Меня трясло от ужаса и глубокой злобы, и я совсем не знал, что сказать.
– Я слышал краем уха, что осужденных собираются публично повесить на Красной Площади. Лев, вы должны держаться, будьте стойкими, молю вас. Вы должны жить.
– Вы заслуживаете этого куда больше, чем я.
– Как можно… ваша жизнь так же ценна, как и моя. Жаль только, что наши истязатели не догадываются об этом.
– Александр, да посмотрите вы на меня – кто я? Я лишь моль, пятно на сюртуке всемогущего аппарата, от пятен нужно избавляться. Но почему я пятно? Я не хотел им становиться. Я лечил людей, спасал жизни, я не упрекал никого в своих несчастьях. Я смирился с тем, что рано или поздно окажусь здесь. Но я глубокий трус. Я боялся, боялся всегда. Боялся за завтрашний день, боялся любить, боялся согласиться на ваше предложение. Вы… вы же делали это благородно, не взирая ни на что, вы, не боясь, посвятили себя этим людям. Как вы думаете, кто больше достоин жить: вы или трус? – меня едва было слышно, но я кричал изо всех сил.

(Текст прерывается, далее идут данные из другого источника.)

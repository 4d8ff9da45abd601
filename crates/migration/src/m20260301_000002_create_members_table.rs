use sea_orm_migration::{prelude::*, schema::*};

use crate::m20260301_000001_create_users_table::Users;

#[derive(DeriveMigrationName)]
pub struct Migration;

#[async_trait::async_trait]
impl MigrationTrait for Migration {
    async fn up(&self, manager: &SchemaManager) -> Result<(), DbErr> {
        manager
            .create_table(
                Table::create()
                    .table(Members::Table)
                    .if_not_exists()
                    .col(uuid(Members::Id).primary_key())
                    .col(uuid(Members::UserId))
                    .col(string(Members::FirstName))
                    .col(string(Members::LastName))
                    .col(string_null(Members::MiddleName))
                    .col(string_null(Members::Email))
                    .col(string_null(Members::Phone))
                    .col(string_null(Members::Position))
                    .col(string_null(Members::Department))
                    .col(string(Members::EmployeeId).unique_key())
                    .col(string_len(Members::Status, 16))
                    .col(timestamp_with_time_zone(Members::CreatedAt))
                    .col(timestamp_with_time_zone(Members::UpdatedAt))
                    .foreign_key(
                        ForeignKey::create()
                            .name("fk_members_user_id")
                            .from(Members::Table, Members::UserId)
                            .to(Users::Table, Users::Id)
                            .on_delete(ForeignKeyAction::Cascade),
                    )
                    .to_owned(),
            )
            .await?;

        manager
            .create_index(
                Index::create()
                    .if_not_exists()
                    .name("idx_members_user_id")
                    .table(Members::Table)
                    .col(Members::UserId)
                    .to_owned(),
            )
            .await?;

        Ok(())
    }

    async fn down(&self, manager: &SchemaManager) -> Result<(), DbErr> {
        manager
            .drop_table(Table::drop().table(Members::Table).to_owned())
            .await
    }
}

#[derive(DeriveIden)]
pub enum Members {
    Table,
    Id,
    UserId,
    FirstName,
    LastName,
    MiddleName,
    Email,
    Phone,
    Position,
    Department,
    EmployeeId,
    Status,
    CreatedAt,
    UpdatedAt,
}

– Кто сказал вам, что я не боялся? Боялся, конечно, и сейчас боюсь. Я такой же трус, как и вы. Я могу бояться, когда смерть предупредительно царапает мне спину, могу бояться за супругу и сына, могу плакать, могу сомневаться… Я мог долго не засыпать ночью, ожидая, что в дверь постучать «те самые люди», а почему же? Потому что я боялся. Но мог ли я иначе? Нет. Жалею ли я? Нисколько. Почему? Потому что по-другому поступить не мог, потом что совершил осознанный выбор. Вы такой же, как и я. Вы могли наговорить мне всего самого едкого, развернуться и забыть дорогу в мою квартиру, но не сделали этого. Потому что тоже не могли иначе.
– А вы были счастливы?
– Насколько мог. Вы знаете, не стоит ждать, когда жизнь будет менее тяжелой, чтобы быть счастливым. Если бы я пересидел в безопасности бурю, спасать уже было бы некого. Я счастлив, потому что решил выбраться в самый шторм.
– Вам страшно сейчас?
– Да.
– И мне страшно.
– Я могу лишь порадоваться, что нам до сих пор ведано чувство страха. Значит, мы все еще хотим жить.
Ошибка надзирателя вскрылась быстро. Александра увели, его я больше не видел. Днем позже меня допрашивали всю ночь, выпытывая, о чем мы успели договориться, но также безуспешно. Прошло еще немного времени, и каждое утро, просыпаясь с наручниками на руках, опухшим и похожим на единую болезненную массу лицо, я давал себе обещание пожить хотя бы еще немного, старательно вглядываясь в кусочек голубого неба из тюремного окна. Световой день увеличивался, возможно, уже наступил март.
А потом допросы вдруг прекратились. Однажды посреди ночи я проснулся от того, что в коридоре туда-сюда бегали надзиратели, гонимые следователями. Те бранили их матом, торопили куда-то, потом переговаривались между собой. Случился переполох. В тихом, едва сдерживаемом, но давящим на мозг гаме, я вдруг услышал: «…когда объявят? Уверен в этом? Кто констатировал смерть? Смотри, пёс, не проговорись! И тихо веди себя, здесь уши у каждой стены…».
По моим щеками потекли слезы. Я понял, что Александр увидит семью.